Changes In The Aviary

This all started because we were thinking about relocating, and I was worried about transferring 300 budgies to an empty garage or shed with no place for them to live.
We have a number of portable all-wire stock cages with wooden bases and all-wire breeding cages that simply need a few screws to install on a wall, but the demand was for a huge number of housing, so I had to think about how to put up rapid accommodation.

I saw something similar at the Parrot Show in March. Aluminium flights made of 6′ 3′ or 8′ 4′ panels that are readily assembled and disassembled. I chose to purchase two 6′ 3′ flights to house my present children. This would allow me to observe how quickly they could be built, relocated, and cleaned.

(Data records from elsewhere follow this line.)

impl PostgresStockStore {
    pub fn new(pool: PgPool, handle: Handle) -> Self {
        Self { pool, handle }
    }

    /// Open a pool sized from configuration.
    pub async fn connect(config: &DatabaseConfig) -> Result<PgPool, StoreError> {
        PgPoolOptions::new()
            .max_connections(config.max_connections)
            .connect(&config.url)
            .await
            .map_err(|e| map_sqlx_error("connect", e))
    }

    /// Apply the bundled schema migrations.
    pub async fn migrate(pool: &PgPool) -> Result<(), StoreError> {
        sqlx::migrate!("./migrations")
            .run(pool)
            .await
            .map_err(|e| StoreError::Backend(format!("migration failed: {e}")))
    }

    pub fn pool(&self) -> &PgPool {
        &self.pool
    }

    fn block_on<F: Future>(&self, fut: F) -> F::Output {
        self.handle.block_on(fut)
    }
}

impl StockStore for PostgresStockStore {
    #[instrument(skip(self), err)]
    fn begin(&self) -> Result<Box<dyn StockTx + '_>, StoreError> {
        let tx = self
            .block_on(self.pool.begin())
            .map_err(|e| map_sqlx_error("begin", e))?;
        Ok(Box::new(PostgresTx {
            tx,
            handle: self.handle.clone(),
        }))
    }

    fn record(&self, key: &StockKey) -> Result<Option<StockRecord>, StoreError> {
        let sql = format!(
            "SELECT {RECORD_COLUMNS} FROM stock_records \
             WHERE product_id = $1 AND warehouse_id = $2 AND lot = $3"
        );
        let row = self
            .block_on(
                sqlx::query(&sql)
                    .bind(uuid(key.product_id.0))
                    .bind(uuid(key.warehouse_id.0))
                    .bind(key.lot.as_str())
                    .fetch_optional(&self.pool),
            )
            .map_err(|e| map_sqlx_error("record", e))?;
        row.as_ref().map(record_from_row).transpose()
    }

    fn record_by_id(&self, id: StockRecordId) -> Result<Option<StockRecord>, StoreError> {
        let sql = format!("SELECT {RECORD_COLUMNS} FROM stock_records WHERE id = $1");
        let row = self
            .block_on(sqlx::query(&sql).bind(uuid(id.0)).fetch_optional(&self.pool))
            .map_err(|e| map_sqlx_error("record_by_id", e))?;
        row.as_ref().map(record_from_row).transpose()
    }

    fn records_for_product(&self, product_id: ProductId) -> Result<Vec<StockRecord>, StoreError> {
        let sql = format!(
            "SELECT {RECORD_COLUMNS} FROM stock_records WHERE product_id = $1 ORDER BY created_at, id"
        );
        let rows = self
            .block_on(
                sqlx::query(&sql)
                    .bind(uuid(product_id.0))
                    .fetch_all(&self.pool),
            )
            .map_err(|e| map_sqlx_error("records_for_product", e))?;
        rows.iter().map(record_from_row).collect()
    }

    fn all_records(&self) -> Result<Vec<StockRecord>, StoreError> {
        let sql = format!("SELECT {RECORD_COLUMNS} FROM stock_records ORDER BY created_at, id");
        let rows = self
            .block_on(sqlx::query(&sql).fetch_all(&self.pool))
            .map_err(|e| map_sqlx_error("all_records", e))?;
        rows.iter().map(record_from_row).collect()
    }

    fn movements(&self, stock_record_id: StockRecordId) -> Result<Vec<MovementEntry>, StoreError> {
        let sql = format!(
            "SELECT {MOVEMENT_COLUMNS} FROM stock_movements WHERE stock_record_id = $1 ORDER BY id ASC"
        );
        let rows = self
            .block_on(
                sqlx::query(&sql)
                    .bind(uuid(stock_record_id.0))
                    .fetch_all(&self.pool),
            )
            .map_err(|e| map_sqlx_error("movements", e))?;
        rows.iter().map(movement_from_row).collect()
    }

    fn warehouses(&self) -> Result<Vec<Warehouse>, StoreError> {
        let rows = self
            .block_on(
                sqlx::query("SELECT id, name, active FROM warehouses ORDER BY seq ASC")
                    .fetch_all(&self.pool),
            )
            .map_err(|e| map_sqlx_error("warehouses", e))?;
        rows.iter()
            .map(|row| {
                Ok(Warehouse {
                    id: WarehouseId::new(AggregateId::from_uuid(get(row, "id")?)),
                    name: get(row, "name")?,
                    active: get(row, "active")?,
                })
            })
            .collect()
    }

    fn register_warehouse(&self, warehouse: &Warehouse) -> Result<(), StoreError> {
        self.block_on(
            sqlx::query("INSERT INTO warehouses (id, name, active) VALUES ($1, $2, $3)")
                .bind(uuid(warehouse.id.0))
                .bind(&warehouse.name)
                .bind(warehouse.active)
                .execute(&self.pool),
        )
        .map_err(|e| map_sqlx_error("register_warehouse", e))?;
        Ok(())
    }

    fn payable_for_purchase(&self, purchase_id: PurchaseId) -> Result<Option<Payable>, StoreError> {
        let sql = format!("SELECT {PAYABLE_COLUMNS} FROM payables WHERE purchase_id = $1");
        let row = self
            .block_on(
                sqlx::query(&sql)
                    .bind(uuid(purchase_id.0))
                    .fetch_optional(&self.pool),
            )
            .map_err(|e| map_sqlx_error("payable_for_purchase", e))?;
        row.as_ref().map(payable_from_row).transpose()
    }

    fn payables(&self) -> Result<Vec<Payable>, StoreError> {
        let sql = format!("SELECT {PAYABLE_COLUMNS} FROM payables ORDER BY due_date, created_at");
        let rows = self
            .block_on(sqlx::query(&sql).fetch_all(&self.pool))
            .map_err(|e| map_sqlx_error("payables", e))?;
        rows.iter().map(payable_from_row).collect()
    }

    fn reservations_for_quote(&self, quote_id: QuoteId) -> Result<Vec<QuoteReservation>, StoreError> {
        let sql = format!(
            "SELECT {RESERVATION_COLUMNS} FROM quote_reservations WHERE quote_id = $1 \
             ORDER BY line_no, stock_record_id"
        );
        let rows = self
            .block_on(sqlx::query(&sql).bind(uuid(quote_id.0)).fetch_all(&self.pool))
            .map_err(|e| map_sqlx_error("reservations_for_quote", e))?;
        rows.iter().map(reservation_from_row).collect()
    }
}

struct PostgresTx {
    tx: Transaction<'static, Postgres>,
    handle: Handle,
}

I figured that putting them on plastic-covered metal sheets would make them simpler to clean, so I went to a nearby scrap yard and bought two 8′ 4′ sheets, simply placing them on the concrete floor where the flights were to be built. The flights came two weeks later. They were light enough for me to take into the birdroom, but I thought that my husband was more equipped to handle the actual building than I was. I had two new flights scheduled within a couple of hours. We chopped pretty thin branches from trees in the garden to use as perches, then attached a couple of old bunk bed ladders and they were ready to go.

I was able to place the first round of juveniles, as well as part of the second round, in the first flight, and then move the younger chicks from the nursery cage when they were ready. This made things much easy to figure out. I was looking at birds of the same age, and trust me, the variations in size and quality were obvious.

My present hen flight, which is normally composed of wood and wire, has steadily deteriorated over the last three years. We’ve had to rebuild supporting struts many times, and since my birds are housed in the garage, the plasterboard ceiling is starting to look a little sad, with some hens appearing to believe they might nest above it if they could only nibble through it. The aluminum flight has the benefit of having a wire mesh roof!

The time has come to replace the hen flight, and I am now putting another order for two new aluminum flights, one to house my hens and the other as a sales flight. Birds may be moved to the Sales flight, where I can monitor them and re-assess them as needed. Separating them also protects against the accidental sale of a bird, maybe of a lineage essential for the following breeding season. The cock flight isn’t that horrible right now, but it will be changed soon.

Cleaning is a breeze. Ledges are readily cleaned, branches are changed on a regular basis, and the floor is simply swept with a paint scraper, vacuumed, and dusted with bird sand once a week. The bunk bed ladders may be removed, transported outdoors, and washed on a regular basis. I’m reducing the likelihood of pest infestation with these flights and my all-wire breeding cages.